_TASK ITEM_. Copy out each line below exactly as written.

[Stored data]
▬▬▬

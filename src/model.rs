use arboard::Clipboard;
use chrono::Local;
use ratatui::crossterm::event::KeyEvent;
use std::collections::BTreeSet;
use std::ops::Range;
use std::sync::Arc;
use std::time::Instant;
use tracing::{debug, info, trace, warn};

use crate::classifier::classify;
use crate::columns::ColumnDescriptor;
use crate::config::GridConfig;
use crate::domain::{CMDMode, HELP_TEXT, Message};
use crate::editor::EditBuffer;
use crate::inputter::{InputResult, Inputter};
use crate::mockdata::MockGenerator;
use crate::record::{Dataset, Row, Value};
use crate::renderer::{DisplayOutput, RenderContext, Registry, Renderer, RendererName, resolve};
use crate::ui::COLUMN_WIDTH_MARGIN;

#[derive(Debug, PartialEq)]
pub enum Status {
    READY,
    QUITTING,
}

#[derive(Debug, Clone, Copy, PartialEq)]
enum Modus {
    TABLE,
    POPUP,
    CMDINPUT,
}

/// Selection state of the rows in the current (filtered) view.
#[derive(Debug, Clone, Copy, PartialEq, Default)]
pub enum SelectionState {
    #[default]
    None,
    Some,
    All,
}

#[derive(Debug, Clone, Copy, PartialEq)]
struct SortSpec {
    column: usize,
    ascending: bool,
}

struct TableView {
    rows: Arc<Vec<usize>>, // Mapping of view position to dataset index
    sort: Option<SortSpec>,
    filter: Option<String>,
    page_index: usize,
    page_size: usize, // 0 shows all rows on one page
    curser_row: usize, // Relative to the current page
    curser_column: usize,
    selected: BTreeSet<usize>, // Dataset indices
}

impl TableView {
    fn new(page_size: usize) -> Self {
        TableView {
            rows: Arc::new(Vec::new()),
            sort: None,
            filter: None,
            page_index: 0,
            page_size,
            curser_row: 0,
            curser_column: 0,
            selected: BTreeSet::new(),
        }
    }

    fn page_len(&self) -> usize {
        if self.page_size == 0 {
            self.rows.len().max(1)
        } else {
            self.page_size
        }
    }

    fn page_count(&self) -> usize {
        self.rows.len().div_ceil(self.page_len()).max(1)
    }

    fn page_range(&self) -> Range<usize> {
        let start = std::cmp::min(self.page_index * self.page_len(), self.rows.len());
        let end = std::cmp::min(start + self.page_len(), self.rows.len());
        start..end
    }

    fn clamp(&mut self, ncolumns: usize) {
        self.page_index = std::cmp::min(self.page_index, self.page_count() - 1);
        self.curser_row = std::cmp::min(self.curser_row, self.page_range().len().saturating_sub(1));
        self.curser_column = std::cmp::min(self.curser_column, ncolumns.saturating_sub(1));
    }

    fn selection_state(&self) -> SelectionState {
        let selected = self.rows.iter().filter(|r| self.selected.contains(r)).count();
        if selected == 0 {
            SelectionState::None
        } else if selected == self.rows.len() {
            SelectionState::All
        } else {
            SelectionState::Some
        }
    }
}

#[derive(Debug, Clone, PartialEq)]
pub struct ColumnHeader {
    pub group: String,
    pub title: String,
    pub width: usize,
    /// `Some(true)` when sorted ascending by this column.
    pub sorted: Option<bool>,
}

#[derive(Debug, Clone, PartialEq)]
pub struct UIRow {
    pub label: String,
    pub selected: bool,
    pub cells: Vec<DisplayOutput>,
}

pub struct UIData {
    pub name: String,
    pub headers: Vec<ColumnHeader>,
    pub rows: Vec<UIRow>,
    pub selected_row: usize,
    pub selected_column: usize,
    pub page_index: usize,
    pub page_count: usize,
    pub page_size: usize,
    pub nrows: usize, // Rows in the filtered view
    pub total_rows: usize,
    pub nselected: usize,
    pub selection: SelectionState,
    pub filter: Option<String>,
    pub editing: bool,
    pub show_popup: bool,
    pub popup_message: String,
    pub cmdinput: InputResult,
    pub cmd_mode: Option<CMDMode>,
    pub active_cmdinput: bool,
    pub status_message: String,
    pub last_update: Instant,
}

impl UIData {
    pub fn empty() -> Self {
        UIData {
            name: String::new(),
            headers: Vec::new(),
            rows: Vec::new(),
            selected_row: 0,
            selected_column: 0,
            page_index: 0,
            page_count: 1,
            page_size: 0,
            nrows: 0,
            total_rows: 0,
            nselected: 0,
            selection: SelectionState::None,
            filter: None,
            editing: false,
            show_popup: false,
            popup_message: String::new(),
            cmdinput: InputResult::default(),
            cmd_mode: None,
            active_cmdinput: false,
            status_message: String::new(),
            last_update: Instant::now(),
        }
    }
}

pub struct Model {
    config: GridConfig,
    pub status: Status,
    modus: Modus,
    previous_modus: Modus,
    name: String,
    columns: Vec<ColumnDescriptor>,
    registry: Registry,
    data: Dataset,
    view: TableView,
    editor: Option<EditBuffer>,
    generator: MockGenerator,
    input: Inputter,
    last_input: InputResult,
    cmd_mode: Option<CMDMode>,
    active_cmdinput: bool,
    clipboard: Option<Clipboard>,
    uidata: UIData,
    status_message: String,
}

/// Text of a cell as matched by the row filter.
fn cell_text(column: &ColumnDescriptor, value: &Value) -> String {
    match column.formatter {
        Some(formatter) => formatter(value),
        None => value.to_string(),
    }
}

fn wrap_cell_content(c: &str) -> String {
    let needs_escaping = c.contains('"');
    let needs_wrapping = c.chars().any(|c| c == ' ' || c == '\t' || c == ',');
    let mut out = String::from(c);

    if needs_escaping {
        out = out.replace('"', "\"\"");
    }
    if needs_wrapping || needs_escaping {
        out = format!("\"{out}\"");
    }
    out
}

▬▬▬

_TASK OUTPUT_.
filename src/model.rs
use arboard::Clipboard;
use chrono::Local;
use ratatui::crossterm::event::KeyEvent;
use std::collections::BTreeSet;
use std::ops::Range;
use std::sync::Arc;
use std::time::Instant;
use tracing::{debug, info, trace, warn};

use crate::classifier::classify;
use crate::columns::ColumnDescriptor;
use crate::config::GridConfig;
use crate::domain::{CMDMode, HELP_TEXT, Message};
use crate::editor::EditBuffer;
use crate::inputter::{InputResult, Inputter};
use crate::mockdata::MockGenerator;
use crate::record::{Dataset, Row, Value};
use crate::renderer::{DisplayOutput, RenderContext, Registry, Renderer, RendererName, resolve};
use crate::ui::COLUMN_WIDTH_MARGIN;

#[derive(Debug, PartialEq)]
pub enum Status {
    READY,
    QUITTING,
}

#[derive(Debug, Clone, Copy, PartialEq)]
enum Modus {
    TABLE,
    POPUP,
    CMDINPUT,
}

/// Selection state of the rows in the current (filtered) view.
#[derive(Debug, Clone, Copy, PartialEq, Default)]
pub enum SelectionState {
    #[default]
    None,
    Some,
    All,
}

#[derive(Debug, Clone, Copy, PartialEq)]
struct SortSpec {
    column: usize,
    ascending: bool,
}

struct TableView {
    rows: Arc<Vec<usize>>, // Mapping of view position to dataset index
    sort: Option<SortSpec>,
    filter: Option<String>,
    page_index: usize,
    page_size: usize, // 0 shows all rows on one page
    curser_row: usize, // Relative to the current page
    curser_column: usize,
    selected: BTreeSet<usize>, // Dataset indices
}

impl TableView {
    fn new(page_size: usize) -> Self {
        TableView {
            rows: Arc::new(Vec::new()),
            sort: None,
            filter: None,
            page_index: 0,
            page_size,
            curser_row: 0,
            curser_column: 0,
            selected: BTreeSet::new(),
        }
    }

    fn page_len(&self) -> usize {
        if self.page_size == 0 {
            self.rows.len().max(1)
        } else {
            self.page_size
        }
    }

    fn page_count(&self) -> usize {
        self.rows.len().div_ceil(self.page_len()).max(1)
    }

    fn page_range(&self) -> Range<usize> {
        let start = std::cmp::min(self.page_index * self.page_len(), self.rows.len());
        let end = std::cmp::min(start + self.page_len(), self.rows.len());
        start..end
    }

    fn clamp(&mut self, ncolumns: usize) {
        self.page_index = std::cmp::min(self.page_index, self.page_count() - 1);
        self.curser_row = std::cmp::min(self.curser_row, self.page_range().len().saturating_sub(1));
        self.curser_column = std::cmp::min(self.curser_column, ncolumns.saturating_sub(1));
    }

    fn selection_state(&self) -> SelectionState {
        let selected = self.rows.iter().filter(|r| self.selected.contains(r)).count();
        if selected == 0 {
            SelectionState::None
        } else if selected == self.rows.len() {
            SelectionState::All
        } else {
            SelectionState::Some
        }
    }
}

#[derive(Debug, Clone, PartialEq)]
pub struct ColumnHeader {
    pub group: String,
    pub title: String,
    pub width: usize,
    /// `Some(true)` when sorted ascending by this column.
    pub sorted: Option<bool>,
}

#[derive(Debug, Clone, PartialEq)]
pub struct UIRow {
    pub label: String,
    pub selected: bool,
    pub cells: Vec<DisplayOutput>,
}

pub struct UIData {
    pub name: String,
    pub headers: Vec<ColumnHeader>,
    pub rows: Vec<UIRow>,
    pub selected_row: usize,
    pub selected_column: usize,
    pub page_index: usize,
    pub page_count: usize,
    pub page_size: usize,
    pub nrows: usize, // Rows in the filtered view
    pub total_rows: usize,
    pub nselected: usize,
    pub selection: SelectionState,
    pub filter: Option<String>,
    pub editing: bool,
    pub show_popup: bool,
    pub popup_message: String,
    pub cmdinput: InputResult,
    pub cmd_mode: Option<CMDMode>,
    pub active_cmdinput: bool,
    pub status_message: String,
    pub last_update: Instant,
}

impl UIData {
    pub fn empty() -> Self {
        UIData {
            name: String::new(),
            headers: Vec::new(),
            rows: Vec::new(),
            selected_row: 0,
            selected_column: 0,
            page_index: 0,
            page_count: 1,
            page_size: 0,
            nrows: 0,
            total_rows: 0,
            nselected: 0,
            selection: SelectionState::None,
            filter: None,
            editing: false,
            show_popup: false,
            popup_message: String::new(),
            cmdinput: InputResult::default(),
            cmd_mode: None,
            active_cmdinput: false,
            status_message: String::new(),
            last_update: Instant::now(),
        }
    }
}

pub struct Model {
    config: GridConfig,
    pub status: Status,
    modus: Modus,
    previous_modus: Modus,
    name: String,
    columns: Vec<ColumnDescriptor>,
    registry: Registry,
    data: Dataset,
    view: TableView,
    editor: Option<EditBuffer>,
    generator: MockGenerator,
    input: Inputter,
    last_input: InputResult,
    cmd_mode: Option<CMDMode>,
    active_cmdinput: bool,
    clipboard: Option<Clipboard>,
    uidata: UIData,
    status_message: String,
}

/// Text of a cell as matched by the row filter.
fn cell_text(column: &ColumnDescriptor, value: &Value) -> String {
    match column.formatter {
        Some(formatter) => formatter(value),
        None => value.to_string(),
    }
}

fn wrap_cell_content(c: &str) -> String {
    let needs_escaping = c.contains('"');
    let needs_wrapping = c.chars().any(|c| c == ' ' || c == '\t' || c == ',');
    let mut out = String::from(c);

    if needs_escaping {
        out = out.replace('"', "\"\"");
    }
    if needs_wrapping || needs_escaping {
        out = format!("\"{out}\"");
    }
    out
}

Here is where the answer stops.